São Paulo Brasileiras ficaram com infecção de pele após uso de roupas coletivas em prisão na Alemanha

Brasileiras ficaram com infecção de pele após uso de roupas coletivas em prisão na Alemanha

O relato foi feito por Kátyna nas redes sociais, em uma imagem em que as goianas, que foram vítimas de uma troca de malas, aparecem ao lado de uma dermatologista

  • São Paulo | Do R7

Kátyna Baía e Jeane Paolini, após serem soltas na Alemanha

Kátyna Baía e Jeane Paolini, após serem soltas na Alemanha

Reprodução/Instagram

As brasileiras Kátyna Baía e Jeanne Paolini, que ficaram presas na Alemanha por quase 40 dias após terem as bagagens trocadas por malas com drogas, revelaram que contraíram uma infecção bacteriana na pele em razão do uso de roupas coletivas no presídio.

O relato foi feito por Kátyna nas redes sociais, em uma imagem em que as goianas aparecem ao lado de uma dermatologista e agradecem o carinho demonstrado pela profissional.
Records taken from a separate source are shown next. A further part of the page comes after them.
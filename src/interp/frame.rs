use std::collections::BTreeMap;

use crate::prelude::{Channel, Epoch};

/// [ParameterFrame] obtained by interpolating many [crate::prelude::ChannelSeries]
/// onto a common set of target [Epoch]s. Every channel holds exactly one value
/// per target [Epoch]; NaN marks a value that could not be interpolated.
#[derive(Debug, Default, Clone, PartialEq)]
pub struct ParameterFrame {
    /// Target [Epoch]s. May be empty when the frame was built from raw values.
    pub epochs: Vec<Epoch>,
    /// Interpolated values, per channel
    pub channels: BTreeMap<Channel, Vec<f64>>,
}

impl ParameterFrame {
    /// Creates an empty [ParameterFrame] aligned to these target [Epoch]s.
    pub fn new(epochs: Vec<Epoch>) -> Self {
        Self {
            epochs,
            channels: BTreeMap::new(),
        }
    }

    /// Builds a [ParameterFrame] directly from channel values,
    /// without any epoch information.
    /// ```
    /// use brdc_orbit::prelude::{Channel, ParameterFrame};
    ///
    /// let frame = ParameterFrame::from_values([
    ///     (Channel::Tk, vec![0.0, 30.0]),
    ///     (Channel::E, vec![0.01, 0.01]),
    /// ]);
    /// assert_eq!(frame.len(), 2);
    /// ```
    pub fn from_values<I: IntoIterator<Item = (Channel, Vec<f64>)>>(values: I) -> Self {
        Self {
            epochs: Vec::new(),
            channels: values.into_iter().collect(),
        }
    }

    /// Number of epochs described by this [ParameterFrame]:
    /// the number of target [Epoch]s, otherwise the length
    /// of the elapsed time channel.
    pub fn len(&self) -> usize {
        if self.epochs.is_empty() {
            self.channels.get(&Channel::Tk).map_or(0, |tk| tk.len())
        } else {
            self.epochs.len()
        }
    }

    /// True if this frame does not describe a single epoch.
    pub fn is_empty(&self) -> bool {
        self.len() == 0
    }

    /// Returns values of this [Channel], if it exists.
    pub fn get(&self, channel: Channel) -> Option<&[f64]> {
        self.channels.get(&channel).map(|values| values.as_slice())
    }

    /// Inserts (or replaces) values of this [Channel].
    pub fn insert(&mut self, channel: Channel, values: Vec<f64>) {
        self.channels.insert(channel, values);
    }

    /// Returns a new [ParameterFrame] where the elapsed time channel
    /// is the number of seconds from the `reference` [Epoch] to each target [Epoch].
    /// Typically, `reference` is the ephemeris time of issue.
    pub fn with_elapsed_time(&self, reference: Epoch) -> Self {
        let mut s = self.clone();
        let tk = self
            .epochs
            .iter()
            .map(|t| (*t - reference).to_seconds())
            .collect();
        s.insert(Channel::Tk, tk);
        s
    }

    /// Returns a new [ParameterFrame] where the elapsed time channel
    /// is counted from the first target [Epoch].
    pub fn with_elapsed_time_from_first(&self) -> Self {
        match self.epochs.first() {
            Some(t0) => self.with_elapsed_time(*t0),
            None => self.clone(),
        }
    }
}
"Sim, era tudo de uso coletivo", afirmou Kátyna, ressaltando que até mesmo calcinhas precisavam ser compartilhadas. "Mais um problema daquela prisão arbitrária e injusta. Mas vamos superar", concluiu, referindo-se à infecção.
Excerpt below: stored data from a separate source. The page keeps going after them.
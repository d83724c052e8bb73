#![doc = include_str!("../README.md")]
#![cfg_attr(docsrs, feature(doc_cfg))]

extern crate gnss_rs as gnss;

pub mod constants;

mod channel;
mod ephemeris;
mod errors;
mod interp;
mod kepler;
mod sampling;
mod trajectory;

#[cfg(test)]
mod tests;

pub mod prelude {
    pub use crate::{
        channel::Channel,
        ephemeris::{Ephemeris, EphemerisBook, EphemerisSelection},
        errors::Error,
        interp::{interpolate, ChannelSeries, LinearInterpolant, ParameterFrame},
        kepler::{
            compute_position, compute_position_with, Elements, KeplerSolution, KeplerSolver,
            OrbitalState, Position, Positions,
        },
        sampling::Sampling,
        trajectory::Trajectory,
    };

    // pub re-export
    pub use gnss::prelude::{Constellation, SV};
    pub use hifitime::{Duration, Epoch, TimeScale, TimeSeries};
}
As brasileiras foram presas injustamente na Alemanha depois que suas malas foram trocadas, no aeroporto de Guarulhos, por bagagens com cocaína. Elas ficaram 38 dias em um presídio de Frankfurt até serem libertadas. As duas retornaram ao Brasil no último dia 14 e afirmam que vão buscar reparação na Justiça.